Frankreich triumphiert im WM-Finale gegen Kroatien
Beinahe jeder zweite Treffer fiel bei dieser WM nach einer Standardsituation. Und so ging es in diesem Finale in der ersten Halbzeit weiter. Ein Freistoß des Ex-Schalkers Ivan Rakitic segelte zunächst halbrechts in den Strafraum des Gegners, als der Ball vom Frankfurter Ante Rebic überraschend quer zu Perisic weitergeleitet wurde. Der legte sich den Ball zum Schuss aus halblinker Position zurecht. Bisher lagen die Kroaten jedes Mal in der K.o.-Runde zurück und kamen zum Ausgleich.

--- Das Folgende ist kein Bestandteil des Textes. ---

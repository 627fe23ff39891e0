//! Namespace → adapter registry.
//!
//! One trait object per namespace, looked up by string key, with a default
//! namespace used when a path carries none.

use super::error::{StorageError, StorageResult};
use async_trait::async_trait;
use chrono::{DateTime, Utc};
use parking_lot::RwLock;
use std::collections::HashMap;
use std::sync::Arc;

/// The byte/listing contract the loader consumes. A concrete implementation
/// (e.g. `FilesystemAdapter`) is bound to exactly one namespace.
#[async_trait]
pub trait Adapter: Send + Sync {
    async fn read(&self, path: &str) -> StorageResult<Vec<u8>>;
    async fn compute_last_modified_time(&self, path: &str) -> StorageResult<Option<DateTime<Utc>>>;
    async fn list_children(&self, path: &str) -> StorageResult<Vec<String>>;
}

#[derive(Default)]
pub struct NamespaceRegistry {
    adapters: RwLock<HashMap<String, Arc<dyn Adapter>>>,
    default_namespace: RwLock<String>,
}

impl NamespaceRegistry {
    pub fn new(default_namespace: impl Into<String>) -> Self {
        Self {
            adapters: RwLock::new(HashMap::new()),
            default_namespace: RwLock::new(default_namespace.into()),
        }
    }

    pub fn mount(&self, namespace: impl Into<String>, adapter: Arc<dyn Adapter>) {
        self.adapters.write().insert(namespace.into(), adapter);
    }

    pub fn default_namespace(&self) -> String {
        self.default_namespace.read().clone()
    }

    pub fn set_default_namespace(&self, namespace: impl Into<String>) {
        *self.default_namespace.write() = namespace.into();
    }

    pub fn adapter(&self, namespace: &str) -> StorageResult<Arc<dyn Adapter>> {
        self.adapters
            .read()
            .get(namespace)
            .cloned()
            .ok_or_else(|| StorageError::UnknownNamespace(namespace.to_string()))
    }

    pub fn has_namespace(&self, namespace: &str) -> bool {
        self.adapters.read().contains_key(namespace)
    }
}

#[cfg(test)]
mod tests {
    use super::*;

    struct EmptyAdapter;

    #[async_trait]
    impl Adapter for EmptyAdapter {
        async fn read(&self, _path: &str) -> StorageResult<Vec<u8>> {
            Ok(Vec::new())
        }
        async fn compute_last_modified_time(
            &self,
            _path: &str,
        ) -> StorageResult<Option<DateTime<Utc>>> {
            Ok(None)
        }
        async fn list_children(&self, _path: &str) -> StorageResult<Vec<String>> {
            Ok(Vec::new())
        }
    }

    #[test]
    fn unregistered_namespace_errors() {
        let registry = NamespaceRegistry::new("default");
        assert!(matches!(
            registry.adapter("missing"),
            Err(StorageError::UnknownNamespace(_))
        ));
    }

    #[test]
    fn mounted_namespace_is_found() {
        let registry = NamespaceRegistry::new("default");
        registry.mount("default", Arc::new(EmptyAdapter));
        assert!(registry.adapter("default").is_ok());
    }
}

Dann jene 35. Minute, die in die Geschichte des Fußballs eingeht – weil es nie zuvor einen Videobeweis in einem WM-Finale gegeben hatte. Nach Griezmanns Elfmetertor mussten die Kroaten noch offensiver werden. Aber sie kamen nach der Halbzeitpause nur sporadisch vors Tor und öffneten die eigene Verteidigung auf eine Weise, dass Frankreich jetzt die spielerische Überlegenheit in Toren ausdrücken konnte. Zuerst durch Paul Pogba (59.), dann durch Kylian Mbappé (65.), die frei zum Schuss kamen.
Nur noch Ergebniskosmetik
Das dritte Tor durch Pogba: Nach einer Verlagerung auf rechts zieht Mbappé Verteidiger auf sich; sein Pass gelangt zu Griezmann im Zentrum, der klug auf Pogba im Hintergrund ablegt. Der erste Schuss wird abgeblockt, der Nachschuss sitzt. Das vierte Tor durch Mbappé: Lucas Hernandez kann sich links durchsetzen und zu Mbappé passen, der aus 18 Metern flach ins linke Eck abzieht. Das Spiel schien damit nach einer Stunde entschieden.
Doch lernte man in diesem Finale noch, dass ein Torhüter, der die Reihenfolge der Buchstaben L, O, R, I und S irgendwie im Namen trägt, grundsätzlich zu folgenschweren Patzern in einem Endspiel neigt. Wie Loris Karius (FC Liverpool) im Endspiel der Champions League gegen Real Madrid beförderte Frankreichs Torwart Hugo Lloris einen harmlosen Befreiungsschlag so unglücklich auf den Fuß des gegnerischen Stürmers, dass der Ball postwendend ins Tor trudelte.
In diesem Fall profitierte Mandzukic vom Lloris-Missgeschick. Mehr als Ergebniskosmetik war’s aber nicht. Die kroatischen Fans, unter 80 000 Zuschauern in der Überzahl, feierten den Vizeweltmeister, als sei es nicht nur der größte Erfolg der Verbandsgeschichte gewesen — sondern der WM-Titel.